▸ **Task directions**: Across the data below, how many lines have the word "TraceLayer" in them? Give the number and nothing else.

▸ **Given data**:
//! HTTP API module
//!
//! Each user control of the timer is one endpoint; all of them answer
//! with the resulting timer status.

pub mod handlers;
pub mod requests;
pub mod responses;

use std::sync::Arc;
use axum::{
    routing::{get, post, put},
    Router,
};
use tower_http::{cors::CorsLayer, trace::TraceLayer};

use crate::state::AppState;
use handlers::*;

/// Create the HTTP router with all endpoints
pub fn create_router(state: Arc<AppState>) -> Router {
    Router::new()
        .route("/start", post(start_handler))
        .route("/pause", post(pause_handler))
        .route("/reset", post(reset_handler))
        .route("/stop-alarm", post(stop_alarm_handler))
        .route("/time", put(set_time_handler))
        .route("/presets", get(presets_handler))
        .route("/presets/:label", post(preset_handler))
        .route("/sound/toggle", post(toggle_sound_handler))
        .route("/theme/toggle", post(toggle_theme_handler))
        .route("/status", get(status_handler))
        .route("/health", get(health_handler))
        .layer(CorsLayer::permissive())
        .layer(TraceLayer::new_for_http())
        .with_state(state)
}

▸ **Answer to this problem**: 2